Work to complete
In the material below, the required lines run from the one containing "Diagnostic echo of" through the one containing "assert!(!policy.allows(Action::Update));". Copy those lines exactly, ends included, and nothing else.

Data listing

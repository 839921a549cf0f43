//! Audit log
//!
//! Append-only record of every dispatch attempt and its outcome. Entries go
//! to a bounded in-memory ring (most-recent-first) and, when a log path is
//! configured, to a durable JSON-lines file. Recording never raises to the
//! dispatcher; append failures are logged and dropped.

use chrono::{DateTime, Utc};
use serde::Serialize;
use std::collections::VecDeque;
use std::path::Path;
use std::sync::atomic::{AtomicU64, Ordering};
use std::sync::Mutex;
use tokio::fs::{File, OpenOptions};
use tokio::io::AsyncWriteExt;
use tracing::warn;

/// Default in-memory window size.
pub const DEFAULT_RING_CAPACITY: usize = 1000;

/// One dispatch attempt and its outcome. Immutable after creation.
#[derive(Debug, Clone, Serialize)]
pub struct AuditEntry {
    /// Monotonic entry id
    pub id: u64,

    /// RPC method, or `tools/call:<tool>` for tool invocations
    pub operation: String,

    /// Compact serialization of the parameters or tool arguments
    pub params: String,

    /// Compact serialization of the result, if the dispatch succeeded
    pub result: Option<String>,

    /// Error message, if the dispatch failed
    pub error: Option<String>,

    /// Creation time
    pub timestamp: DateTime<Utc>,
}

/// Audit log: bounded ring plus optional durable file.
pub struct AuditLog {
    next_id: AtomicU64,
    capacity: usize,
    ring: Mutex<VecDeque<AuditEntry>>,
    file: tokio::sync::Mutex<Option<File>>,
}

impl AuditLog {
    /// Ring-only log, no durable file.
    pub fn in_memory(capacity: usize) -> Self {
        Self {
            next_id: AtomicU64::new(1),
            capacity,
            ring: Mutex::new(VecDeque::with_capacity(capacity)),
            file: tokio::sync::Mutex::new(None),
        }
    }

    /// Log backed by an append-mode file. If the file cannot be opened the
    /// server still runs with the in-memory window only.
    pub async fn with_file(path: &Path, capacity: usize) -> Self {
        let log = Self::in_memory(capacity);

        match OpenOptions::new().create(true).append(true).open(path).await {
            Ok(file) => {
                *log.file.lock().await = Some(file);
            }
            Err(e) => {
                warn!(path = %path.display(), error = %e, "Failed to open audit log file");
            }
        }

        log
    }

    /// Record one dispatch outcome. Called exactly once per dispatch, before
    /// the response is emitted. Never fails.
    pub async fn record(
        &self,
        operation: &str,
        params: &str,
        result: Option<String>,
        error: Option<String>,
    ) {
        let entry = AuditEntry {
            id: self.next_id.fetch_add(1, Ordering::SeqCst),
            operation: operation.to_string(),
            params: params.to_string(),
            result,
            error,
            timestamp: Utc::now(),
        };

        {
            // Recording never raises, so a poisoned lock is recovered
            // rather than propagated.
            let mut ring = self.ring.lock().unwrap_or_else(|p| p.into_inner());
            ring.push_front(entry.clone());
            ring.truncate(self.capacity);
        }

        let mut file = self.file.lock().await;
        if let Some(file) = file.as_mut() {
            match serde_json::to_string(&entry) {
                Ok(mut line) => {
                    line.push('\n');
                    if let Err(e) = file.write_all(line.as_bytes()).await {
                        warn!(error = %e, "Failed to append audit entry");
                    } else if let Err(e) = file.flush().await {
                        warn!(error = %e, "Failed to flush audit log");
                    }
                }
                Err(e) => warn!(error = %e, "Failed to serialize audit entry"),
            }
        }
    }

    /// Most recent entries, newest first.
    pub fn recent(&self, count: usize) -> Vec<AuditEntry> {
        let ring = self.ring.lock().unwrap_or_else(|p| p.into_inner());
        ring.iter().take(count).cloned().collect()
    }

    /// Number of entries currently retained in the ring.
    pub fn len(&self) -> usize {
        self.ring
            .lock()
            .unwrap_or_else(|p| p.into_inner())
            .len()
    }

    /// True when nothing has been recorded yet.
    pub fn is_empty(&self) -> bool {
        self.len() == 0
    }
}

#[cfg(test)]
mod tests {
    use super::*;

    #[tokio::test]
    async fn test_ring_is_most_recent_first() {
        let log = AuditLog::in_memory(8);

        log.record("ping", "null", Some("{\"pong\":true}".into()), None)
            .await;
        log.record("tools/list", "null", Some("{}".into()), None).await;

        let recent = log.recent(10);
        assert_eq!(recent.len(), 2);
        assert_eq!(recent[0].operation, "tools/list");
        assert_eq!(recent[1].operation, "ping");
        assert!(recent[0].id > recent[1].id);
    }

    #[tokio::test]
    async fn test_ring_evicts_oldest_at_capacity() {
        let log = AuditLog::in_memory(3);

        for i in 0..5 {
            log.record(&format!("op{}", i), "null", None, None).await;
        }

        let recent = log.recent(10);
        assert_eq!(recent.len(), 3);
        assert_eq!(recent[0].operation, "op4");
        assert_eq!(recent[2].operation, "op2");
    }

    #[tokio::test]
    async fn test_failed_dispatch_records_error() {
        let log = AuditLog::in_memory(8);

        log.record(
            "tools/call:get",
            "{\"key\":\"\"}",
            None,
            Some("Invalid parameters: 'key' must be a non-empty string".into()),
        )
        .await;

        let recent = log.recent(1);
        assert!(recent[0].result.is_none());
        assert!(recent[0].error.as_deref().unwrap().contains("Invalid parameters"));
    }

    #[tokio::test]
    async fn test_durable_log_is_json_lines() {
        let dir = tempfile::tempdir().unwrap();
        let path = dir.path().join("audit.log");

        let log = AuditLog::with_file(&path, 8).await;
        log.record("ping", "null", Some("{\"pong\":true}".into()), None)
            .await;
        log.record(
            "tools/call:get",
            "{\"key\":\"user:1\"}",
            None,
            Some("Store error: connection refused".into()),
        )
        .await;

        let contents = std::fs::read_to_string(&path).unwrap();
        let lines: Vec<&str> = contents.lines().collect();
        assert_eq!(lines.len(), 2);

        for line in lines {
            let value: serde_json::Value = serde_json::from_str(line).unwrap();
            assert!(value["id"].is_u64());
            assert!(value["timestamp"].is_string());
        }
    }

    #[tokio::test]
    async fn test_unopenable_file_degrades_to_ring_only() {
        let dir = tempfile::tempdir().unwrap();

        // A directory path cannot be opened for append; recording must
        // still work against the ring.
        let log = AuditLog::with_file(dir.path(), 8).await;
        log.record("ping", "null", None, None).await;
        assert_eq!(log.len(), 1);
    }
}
==
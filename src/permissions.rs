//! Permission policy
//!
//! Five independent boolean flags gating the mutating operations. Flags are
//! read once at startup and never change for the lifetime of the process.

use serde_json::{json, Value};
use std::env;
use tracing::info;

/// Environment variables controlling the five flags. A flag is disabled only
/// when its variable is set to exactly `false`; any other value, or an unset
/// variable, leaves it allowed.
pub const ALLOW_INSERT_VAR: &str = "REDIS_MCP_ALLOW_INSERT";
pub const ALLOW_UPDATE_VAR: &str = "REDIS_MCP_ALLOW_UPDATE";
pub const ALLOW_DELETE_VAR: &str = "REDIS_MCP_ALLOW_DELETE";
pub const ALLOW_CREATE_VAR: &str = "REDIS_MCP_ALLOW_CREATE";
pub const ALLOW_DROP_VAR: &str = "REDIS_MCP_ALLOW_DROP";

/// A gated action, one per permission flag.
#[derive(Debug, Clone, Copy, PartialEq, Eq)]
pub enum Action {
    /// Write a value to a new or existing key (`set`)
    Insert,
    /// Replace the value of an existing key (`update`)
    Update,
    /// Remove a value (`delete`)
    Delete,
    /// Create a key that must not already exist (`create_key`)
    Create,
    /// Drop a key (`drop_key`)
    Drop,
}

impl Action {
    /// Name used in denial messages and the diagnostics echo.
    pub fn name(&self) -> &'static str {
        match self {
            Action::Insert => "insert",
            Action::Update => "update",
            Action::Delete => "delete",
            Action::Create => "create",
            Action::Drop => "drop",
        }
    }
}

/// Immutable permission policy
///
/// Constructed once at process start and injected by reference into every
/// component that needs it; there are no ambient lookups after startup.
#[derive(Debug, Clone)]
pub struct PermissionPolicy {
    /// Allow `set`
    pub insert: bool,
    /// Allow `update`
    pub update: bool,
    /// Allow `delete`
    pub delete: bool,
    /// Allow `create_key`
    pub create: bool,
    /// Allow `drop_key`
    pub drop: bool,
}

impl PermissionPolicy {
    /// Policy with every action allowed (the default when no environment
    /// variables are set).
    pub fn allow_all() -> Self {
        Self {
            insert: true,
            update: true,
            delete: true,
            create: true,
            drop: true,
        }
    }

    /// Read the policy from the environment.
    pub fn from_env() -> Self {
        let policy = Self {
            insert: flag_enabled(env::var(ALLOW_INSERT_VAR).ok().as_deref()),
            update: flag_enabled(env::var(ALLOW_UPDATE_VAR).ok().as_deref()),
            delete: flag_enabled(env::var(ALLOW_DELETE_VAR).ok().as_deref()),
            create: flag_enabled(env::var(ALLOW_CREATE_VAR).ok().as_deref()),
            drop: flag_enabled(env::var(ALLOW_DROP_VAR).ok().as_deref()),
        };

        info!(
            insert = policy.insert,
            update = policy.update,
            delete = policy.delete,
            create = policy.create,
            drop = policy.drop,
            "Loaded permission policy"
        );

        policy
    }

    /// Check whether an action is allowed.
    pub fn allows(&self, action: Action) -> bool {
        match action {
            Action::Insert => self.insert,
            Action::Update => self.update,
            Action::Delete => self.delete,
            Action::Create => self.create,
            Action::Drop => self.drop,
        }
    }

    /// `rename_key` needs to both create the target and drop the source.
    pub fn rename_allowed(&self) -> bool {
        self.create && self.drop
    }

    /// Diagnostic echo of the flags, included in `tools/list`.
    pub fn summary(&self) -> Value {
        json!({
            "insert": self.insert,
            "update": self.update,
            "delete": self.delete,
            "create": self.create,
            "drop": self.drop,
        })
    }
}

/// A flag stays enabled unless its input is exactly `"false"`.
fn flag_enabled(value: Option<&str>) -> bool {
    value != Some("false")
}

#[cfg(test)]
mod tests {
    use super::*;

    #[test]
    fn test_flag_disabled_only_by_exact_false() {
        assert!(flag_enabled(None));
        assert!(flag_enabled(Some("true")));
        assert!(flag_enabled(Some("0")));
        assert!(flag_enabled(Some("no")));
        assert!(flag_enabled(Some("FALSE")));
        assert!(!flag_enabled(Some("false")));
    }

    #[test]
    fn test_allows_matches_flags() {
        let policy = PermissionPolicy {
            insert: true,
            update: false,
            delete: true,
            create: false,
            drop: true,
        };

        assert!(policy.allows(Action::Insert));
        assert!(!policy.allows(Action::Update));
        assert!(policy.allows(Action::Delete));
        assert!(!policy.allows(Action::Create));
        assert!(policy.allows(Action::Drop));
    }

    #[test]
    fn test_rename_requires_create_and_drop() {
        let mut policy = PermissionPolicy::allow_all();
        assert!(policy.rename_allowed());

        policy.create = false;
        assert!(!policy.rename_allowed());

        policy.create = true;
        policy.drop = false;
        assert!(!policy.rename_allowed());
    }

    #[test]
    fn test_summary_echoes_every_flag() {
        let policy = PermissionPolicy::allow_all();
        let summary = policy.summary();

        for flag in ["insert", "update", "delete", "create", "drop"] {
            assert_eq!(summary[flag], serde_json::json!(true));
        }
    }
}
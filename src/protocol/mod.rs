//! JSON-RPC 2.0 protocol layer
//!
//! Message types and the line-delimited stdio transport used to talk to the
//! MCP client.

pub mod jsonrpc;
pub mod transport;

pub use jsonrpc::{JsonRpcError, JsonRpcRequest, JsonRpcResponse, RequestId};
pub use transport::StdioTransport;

Answer for the task
    /// Diagnostic echo of the flags, included in `tools/list`.
    pub fn summary(&self) -> Value {
        json!({
            "insert": self.insert,
            "update": self.update,
            "delete": self.delete,
            "create": self.create,
            "drop": self.drop,
        })
    }
}

/// A flag stays enabled unless its input is exactly `"false"`.
fn flag_enabled(value: Option<&str>) -> bool {
    value != Some("false")
}

#[cfg(test)]
mod tests {
    use super::*;

    #[test]
    fn test_flag_disabled_only_by_exact_false() {
        assert!(flag_enabled(None));
        assert!(flag_enabled(Some("true")));
        assert!(flag_enabled(Some("0")));
        assert!(flag_enabled(Some("no")));
        assert!(flag_enabled(Some("FALSE")));
        assert!(!flag_enabled(Some("false")));
    }

    #[test]
    fn test_allows_matches_flags() {
        let policy = PermissionPolicy {
            insert: true,
            update: false,
            delete: true,
            create: false,
            drop: true,
        };

        assert!(policy.allows(Action::Insert));
        assert!(!policy.allows(Action::Update));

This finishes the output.